When judging our own success we might be tempted to compare ourselves with former classmates, comparing job titles, wage packets, holiday destinations, etc.. But although they may have similar socio-economic and academic backgrounds, their personalities and expectations may vary enormously. One may always be striving for more money, power or fame, while another may be perfectly content with a modest family car and a comfortable 25-year mortgage.
Life partners can be notorious when it comes to reminding us of our shortcomings and can thus make us feel like a failure, even when others consider us to be highly successful. Sometimes a reality check can be distinctly useful, but if your partner’s reminders become habitual they may eventually bring about the downfall of your relationship or become a self-fulfilling prophecy. This is unless you are so mentally strong that the criticism is like water off a duck’s back. But to be honest, I have met few people who are that thick-skinned.

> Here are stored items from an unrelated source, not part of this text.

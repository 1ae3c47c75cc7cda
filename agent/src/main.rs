mod handler;
mod io;
mod protocol;

use tokio_util::sync::CancellationToken;
use tracing::{error, info, warn};
use tracing_subscriber::EnvFilter;

const VERSION: &str = env!("CARGO_PKG_VERSION");

fn print_usage() {
    eprintln!("Usage: pimark-agent --stdio");
    eprintln!();
    eprintln!("Options:");
    eprintln!("  --stdio     Run in stdio mode (NDJSON over stdin/stdout)");
    eprintln!("  --version   Print version and exit");
    eprintln!("  --help      Print this help message");
}

/// Cancel `shutdown` on Ctrl-C or SIGTERM.
fn spawn_signal_listener(shutdown: CancellationToken) {
    tokio::spawn(async move {
        #[cfg(unix)]
        {
            use tokio::signal::unix::{signal, SignalKind};
            match signal(SignalKind::terminate()) {
                Ok(mut term) => {
                    tokio::select! {
                        _ = tokio::signal::ctrl_c() => info!("Received Ctrl-C"),
                        _ = term.recv() => info!("Received SIGTERM"),
                    }
                }
                Err(e) => {
                    warn!("Cannot listen for SIGTERM: {e}");
                    let _ = tokio::signal::ctrl_c().await;
                    info!("Received Ctrl-C");
                }
            }
        }
        #[cfg(not(unix))]
        {
            let _ = tokio::signal::ctrl_c().await;
            info!("Received Ctrl-C");
        }
        shutdown.cancel();
    });
}

#[tokio::main]
async fn main() -> anyhow::Result<()> {
    let args: Vec<String> = std::env::args().collect();

    if args.len() < 2 {
        print_usage();
        std::process::exit(1);
    }

    match args[1].as_str() {
        "--version" => {
            println!("pimark-agent {}", VERSION);
            Ok(())
        }
        "--help" => {
            print_usage();
            Ok(())
        }
        "--stdio" => {
            // Configure tracing to stderr so it doesn't interfere with the protocol on stdout
            tracing_subscriber::fmt()
                .with_env_filter(
                    EnvFilter::try_from_default_env()
                        .unwrap_or_else(|_| EnvFilter::new("info")),
                )
                .with_writer(std::io::stderr)
                .init();

            info!("pimark-agent {} starting in stdio mode", VERSION);
            let shutdown = CancellationToken::new();
            spawn_signal_listener(shutdown.clone());
            let result = io::stdio::run_stdio_loop(shutdown).await;
            if let Err(ref e) = result {
                error!("Stdio loop failed: {e:#}");
            }
            // A pending stdin read would otherwise keep the runtime alive
            std::process::exit(if result.is_ok() { 0 } else { 1 })
        }
        other => {
            eprintln!("Unknown option: {}", other);
            print_usage();
            std::process::exit(1);
        }
    }
}
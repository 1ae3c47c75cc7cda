//! Telemetry collection: probes, parsers and the snapshot sampler.

pub mod local;
pub mod parser;
pub mod probe;
pub mod sampler;
pub mod types;

pub use local::LocalProbes;
pub use probe::ProbeSet;
pub use sampler::Sampler;
pub use types::{
    CpuCounters, FirmwareReading, MemoryReading, ProcessEntry, Snapshot, ThrottleState,
    FALLBACK_IP,
};
//! Idle/Running state machine around the stress workload.

use std::fmt;
use std::time::Duration;

use serde::{Deserialize, Serialize};
use tokio::time::Instant;
use tracing::{debug, error, info};

use crate::errors::StressError;
use crate::stress::process::{StressLauncher, StressProcess, TerminateOutcome};

/// Whether a test runs until stopped or for a fixed benchmark interval.
#[derive(Debug, Clone, Copy, PartialEq, Eq, Serialize, Deserialize)]
#[serde(rename_all = "UPPERCASE")]
pub enum TestMode {
    Untimed,
    Timed,
}

/// Why a test ended.
#[derive(Debug, Clone, Copy, PartialEq, Eq, Serialize, Deserialize)]
#[serde(rename_all = "UPPERCASE")]
pub enum StopReason {
    /// Requested by the user (or by shutdown).
    Manual,
    /// A timed benchmark reached its duration.
    Expired,
    /// The thermal cutoff was exceeded.
    Safety,
}

impl fmt::Display for StopReason {
    fn fmt(&self, f: &mut fmt::Formatter<'_>) -> fmt::Result {
        f.write_str(match self {
            Self::Manual => "MANUAL",
            Self::Expired => "EXPIRED",
            Self::Safety => "SAFETY",
        })
    }
}

/// Result of a start request.
#[derive(Debug, Clone, Copy, PartialEq, Eq)]
pub enum StartOutcome {
    Started,
    /// A test was already running; the request was ignored.
    AlreadyRunning,
}

/// Bookkeeping for the running test.
#[derive(Debug, Clone, Copy, PartialEq)]
pub struct TestSession {
    pub mode: TestMode,
    pub started_at: Instant,
    /// Benchmark length; `None` for untimed tests.
    pub duration: Option<Duration>,
}

impl TestSession {
    pub fn elapsed(&self) -> Duration {
        self.started_at.elapsed()
    }

    /// A timed session whose duration has fully elapsed.
    pub fn is_expired(&self) -> bool {
        self.duration.is_some_and(|d| self.elapsed() >= d)
    }
}

struct ActiveSession {
    session: TestSession,
    process: Box<dyn StressProcess>,
}

/// Owns at most one running stress workload.
///
/// A session exists exactly while a workload is running.
pub struct StressController {
    launcher: Box<dyn StressLauncher>,
    grace: Duration,
    benchmark_duration: Duration,
    active: Option<ActiveSession>,
}

impl StressController {
    pub fn new(
        launcher: Box<dyn StressLauncher>,
        grace: Duration,
        benchmark_duration: Duration,
    ) -> Self {
        Self {
            launcher,
            grace,
            benchmark_duration,
            active: None,
        }
    }

    /// Launch the workload and open a session.
    ///
    /// On launch failure the controller stays idle.
    pub fn start(&mut self, mode: TestMode) -> Result<StartOutcome, StressError> {
        if self.active.is_some() {
            debug!("Start requested while a test is running; ignoring");
            return Ok(StartOutcome::AlreadyRunning);
        }

        let process = self.launcher.launch()?;
        let session = TestSession {
            mode,
            started_at: Instant::now(),
            duration: match mode {
                TestMode::Timed => Some(self.benchmark_duration),
                TestMode::Untimed => None,
            },
        };
        info!("Test started: mode={mode:?} pid={:?}", process.id());
        self.active = Some(ActiveSession { session, process });
        Ok(StartOutcome::Started)
    }

    /// Terminate the workload and close the session.
    ///
    /// Returns the closed session, or `None` when idle.
    pub async fn stop(&mut self, reason: StopReason) -> Option<TestSession> {
        let ActiveSession {
            session,
            mut process,
        } = self.active.take()?;

        match process.terminate(self.grace).await {
            Ok(TerminateOutcome::Exited) => {}
            Ok(TerminateOutcome::Killed) => debug!("Stress workload needed a forced kill"),
            Err(e) => error!("Failed to terminate stress workload: {e}"),
        }
        info!(
            "Test stopped: reason={reason} after {:.1}s",
            session.elapsed().as_secs_f64()
        );
        Some(session)
    }

    pub fn session(&self) -> Option<&TestSession> {
        self.active.as_ref().map(|a| &a.session)
    }

    pub fn is_running(&self) -> bool {
        self.active.is_some()
    }
}
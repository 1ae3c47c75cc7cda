//! Standard and application JSON-RPC 2.0 error codes.

/// Invalid JSON was received by the server.
pub const PARSE_ERROR: i64 = -32700;

/// The JSON sent is not a valid Request object.
pub const INVALID_REQUEST: i64 = -32600;

/// The method does not exist / is not available.
pub const METHOD_NOT_FOUND: i64 = -32601;

/// Invalid method parameter(s).
pub const INVALID_PARAMS: i64 = -32602;

/// Internal JSON-RPC error.
pub const INTERNAL_ERROR: i64 = -32603;

// Application error codes (PiMark-specific).

/// Protocol version mismatch.
pub const VERSION_NOT_SUPPORTED: i64 = -32002;

/// Invalid engine configuration values.
pub const INVALID_CONFIGURATION: i64 = -32005;

/// The agent has not been initialized yet (must call `initialize` first).
pub const NOT_INITIALIZED: i64 = -32007;

/// The stress workload could not be launched.
pub const STRESS_LAUNCH_FAILED: i64 = -32020;

/// The engine task has stopped.
pub const ENGINE_UNAVAILABLE: i64 = -32021;

/// The requested series metric does not exist.
pub const UNKNOWN_METRIC: i64 = -32022;
pub mod bench;
pub mod buffer;
pub mod config;
pub mod engine;
pub mod errors;
pub mod monitoring;
pub mod safety;
pub mod series;
pub mod stress;
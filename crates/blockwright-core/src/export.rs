// SPDX-License-Identifier: AGPL-3.0-or-later
//! Export generation
//!
//! Three serializations of a [`Document`]: plain text and Markdown carry the
//! raw body untouched, HTML wraps the formatted body in a standalone page.

use serde::{Deserialize, Serialize};

use crate::document::{Document, Status};
use crate::formats::{escape_html, format_html};
use crate::templates::Category;
use crate::traits::ConversionError;

/// Width of the separator rule in plain-text exports
pub const RULE_WIDTH: usize = 50;

/// Filename stem used when the title is blank
pub const FALLBACK_STEM: &str = "document";

#[derive(Debug, thiserror::Error)]
pub enum ExportError {
    #[error("No content to export")]
    EmptyContent,

    #[error(transparent)]
    Conversion(#[from] ConversionError),

    #[error("Malformed export: {0}")]
    Malformed(String),
}

pub type Result<T> = std::result::Result<T, ExportError>;

#[derive(Debug, Clone, Copy, PartialEq, Eq, Hash, Serialize, Deserialize)]
#[serde(rename_all = "lowercase")]
pub enum ExportFormat {
    Html,
    Markdown,
    #[serde(rename = "text")]
    PlainText,
}

impl ExportFormat {
    pub const fn extension(&self) -> &'static str {
        match self {
            Self::Html => "html",
            Self::Markdown => "md",
            Self::PlainText => "txt",
        }
    }

    pub const fn mime_type(&self) -> &'static str {
        match self {
            Self::Html => "text/html",
            Self::Markdown => "text/markdown",
            Self::PlainText => "text/plain",
        }
    }

    /// Short display name
    pub const fn label(&self) -> &'static str {
        match self {
            Self::Html => "HTML",
            Self::Markdown => "MARKDOWN",
            Self::PlainText => "TEXT",
        }
    }

    pub const ALL: [Self; 3] = [Self::Html, Self::Markdown, Self::PlainText];
}

/// A generated file, ready for an export sink
#[derive(Debug, Clone, PartialEq, Eq)]
pub struct ExportArtifact {
    pub filename: String,
    pub mime_type: &'static str,
    pub content: String,
}

/// Serialize `doc` in `format`; a blank body is rejected
pub fn export(doc: &Document, format: ExportFormat) -> Result<ExportArtifact> {
    if doc.body.trim().is_empty() {
        return Err(ExportError::EmptyContent);
    }

    let content = match format {
        ExportFormat::PlainText => plain_text(doc),
        ExportFormat::Markdown => markdown(doc),
        ExportFormat::Html => html(doc)?,
    };

    Ok(ExportArtifact {
        filename: filename(&doc.title, format),
        mime_type: format.mime_type(),
        content,
    })
}

/// `<title>.<ext>`, with characters that break file paths replaced
pub fn filename(title: &str, format: ExportFormat) -> String {
    let stem: String = title
        .trim()
        .chars()
        .map(|c| match c {
            '/' | '\\' | ':' | '*' | '?' | '"' | '<' | '>' | '|' => '-',
            c if c.is_control() => '-',
            c => c,
        })
        .collect();
    let stem = if stem.is_empty() { FALLBACK_STEM } else { &stem };
    format!("{stem}.{}", format.extension())
}

pub fn plain_text(doc: &Document) -> String {
    format!(
        "{title}\n\n\
         Character: {character}\n\
         Brand Voice: {brand_voice}\n\
         Template Type: {category}\n\
         Status: {status}\n\
         Word Count: {words} words\n\
         Reading Time: {minutes} minutes\n\n\
         {rule}\n\n\
         {body}",
        title = doc.title,
        character = doc.character,
        brand_voice = doc.brand_voice,
        category = doc.category_label(),
        status = doc.status,
        words = doc.word_count,
        minutes = doc.reading_time_minutes,
        rule = "-".repeat(RULE_WIDTH),
        body = doc.body,
    )
}

pub fn markdown(doc: &Document) -> String {
    format!(
        "# {title}\n\n\
         **Character:** {character}  \n\
         **Brand Voice:** {brand_voice}  \n\
         **Template Type:** {category}  \n\
         **Status:** {status}  \n\
         **Word Count:** {words} words  \n\
         **Reading Time:** {minutes} minutes  \n\n\
         ---\n\n\
         {body}",
        title = doc.title,
        character = doc.character,
        brand_voice = doc.brand_voice,
        category = doc.category_label(),
        status = doc.status,
        words = doc.word_count,
        minutes = doc.reading_time_minutes,
        body = doc.body,
    )
}

const HTML_STYLE: &str = "        body { font-family: -apple-system, BlinkMacSystemFont, sans-serif; line-height: 1.6; max-width: 800px; margin: 0 auto; padding: 40px 20px; }
        .meta { background: #f5f5f5; padding: 20px; border-radius: 8px; margin-bottom: 30px; }
        .meta p { margin: 5px 0; }
        h1, h2, h3, h4, h5, h6 { margin-top: 30px; margin-bottom: 15px; }
        p { margin-bottom: 15px; }
        ul, ol { margin-bottom: 15px; padding-left: 30px; }
        blockquote { border-left: 4px solid #667eea; margin: 20px 0; padding: 10px 20px; background: #f8f9fa; }";

pub fn html(doc: &Document) -> Result<String> {
    let body = format_html(&doc.body)?;
    let title = escape_html(&doc.title);
    Ok(format!(
        r#"<!DOCTYPE html>
<html lang="en">
<head>
    <meta charset="UTF-8">
    <meta name="viewport" content="width=device-width, initial-scale=1.0">
    <title>{title}</title>
    <style>
{style}
    </style>
</head>
<body>
    <div class="meta">
        <p><strong>Character:</strong> {character}</p>
        <p><strong>Brand Voice:</strong> {brand_voice}</p>
        <p><strong>Template Type:</strong> {category}</p>
        <p><strong>Status:</strong> {status}</p>
        <p><strong>Word Count:</strong> {words} words</p>
        <p><strong>Reading Time:</strong> {minutes} minutes</p>
    </div>
    <h1>{title}</h1>
    {body}
</body>
</html>"#,
        style = HTML_STYLE,
        character = escape_html(&doc.character),
        brand_voice = escape_html(&doc.brand_voice),
        category = doc.category_label(),
        status = doc.status,
        words = doc.word_count,
        minutes = doc.reading_time_minutes,
    ))
}

/// Metadata recovered from a plain-text export
#[derive(Debug, Clone, PartialEq, Eq)]
pub struct ExportMetadata {
    pub title: String,
    pub character: String,
    pub brand_voice: String,
    pub category: Option<Category>,
    pub status: Status,
    pub word_count: usize,
    pub reading_time_minutes: usize,
}

impl ExportMetadata {
    /// Read back the header written by [`plain_text`]
    pub fn from_plain_text(content: &str) -> Result<Self> {
        let mut lines = content.lines();
        let title = lines
            .next()
            .ok_or_else(|| ExportError::Malformed("missing title".to_string()))?
            .to_string();

        let mut field = |prefix: &str| -> Result<String> {
            lines
                .by_ref()
                .find(|line| line.starts_with(prefix))
                .map(|line| line[prefix.len()..].to_string())
                .ok_or_else(|| ExportError::Malformed(format!("missing `{}` line", prefix.trim())))
        };

        let character = field("Character: ")?;
        let brand_voice = field("Brand Voice: ")?;
        let category = field("Template Type: ")?;
        let status = field("Status: ")?;
        let words = field("Word Count: ")?;
        let minutes = field("Reading Time: ")?;

        let category = match category.trim() {
            "" => None,
            label => Some(
                label
                    .parse::<Category>()
                    .map_err(|e| ExportError::Malformed(e.to_string()))?,
            ),
        };

        Ok(Self {
            title,
            character,
            brand_voice,
            category,
            status: status
                .parse::<Status>()
                .map_err(|e| ExportError::Malformed(e.to_string()))?,
            word_count: leading_number(&words)?,
            reading_time_minutes: leading_number(&minutes)?,
        })
    }
}

fn leading_number(text: &str) -> Result<usize> {
    text.split_whitespace()
        .next()
        .and_then(|n| n.parse().ok())
        .ok_or_else(|| ExportError::Malformed(format!("expected a number in `{text}`")))
}
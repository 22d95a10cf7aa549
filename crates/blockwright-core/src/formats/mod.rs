// SPDX-License-Identifier: AGPL-3.0-or-later
//! Format handlers

pub mod blocktext;
pub mod html;

pub use blocktext::BlockTextHandler;
pub use html::{escape_html, HtmlRenderer};

use crate::traits::{ParseConfig, RenderConfig, Renderer, Result};

/// Format block text as an HTML fragment
///
/// Preview and HTML export both go through here so they can never disagree.
pub fn format_html(text: &str) -> Result<String> {
    let markup = BlockTextHandler::new().format(text, &ParseConfig::default());
    HtmlRenderer::new().render(&markup, &RenderConfig::default())
}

However it never ceases to amaze me how many of us have elaborate ambitions for the future, but never take the time to make a detailed plan as to how to achieve them. In business, forward planning is evolving into ever shorter time frames, nowadays even the three-year plan of a CEO can be cut very short if he or she fails to hit their year one targets. Similarly we all need to have a plan that we can refer to that covers a minimum of a three year period.
Therefore in our personal careers we need to look at least two to three moves ahead, especially if we work on a project basis or if the nature of our work changes frequently.
Knowing what you want in life is a blessing, because it is then possible to construct a detailed plan on how to obtain it. But with no real vision of the future, too many of us drift on the ocean of life like flotsam, waiting to either sink or be washed ashore at someone elses bidding. Without a life plan we are not in control and our destiny lies far too much in the hands of others.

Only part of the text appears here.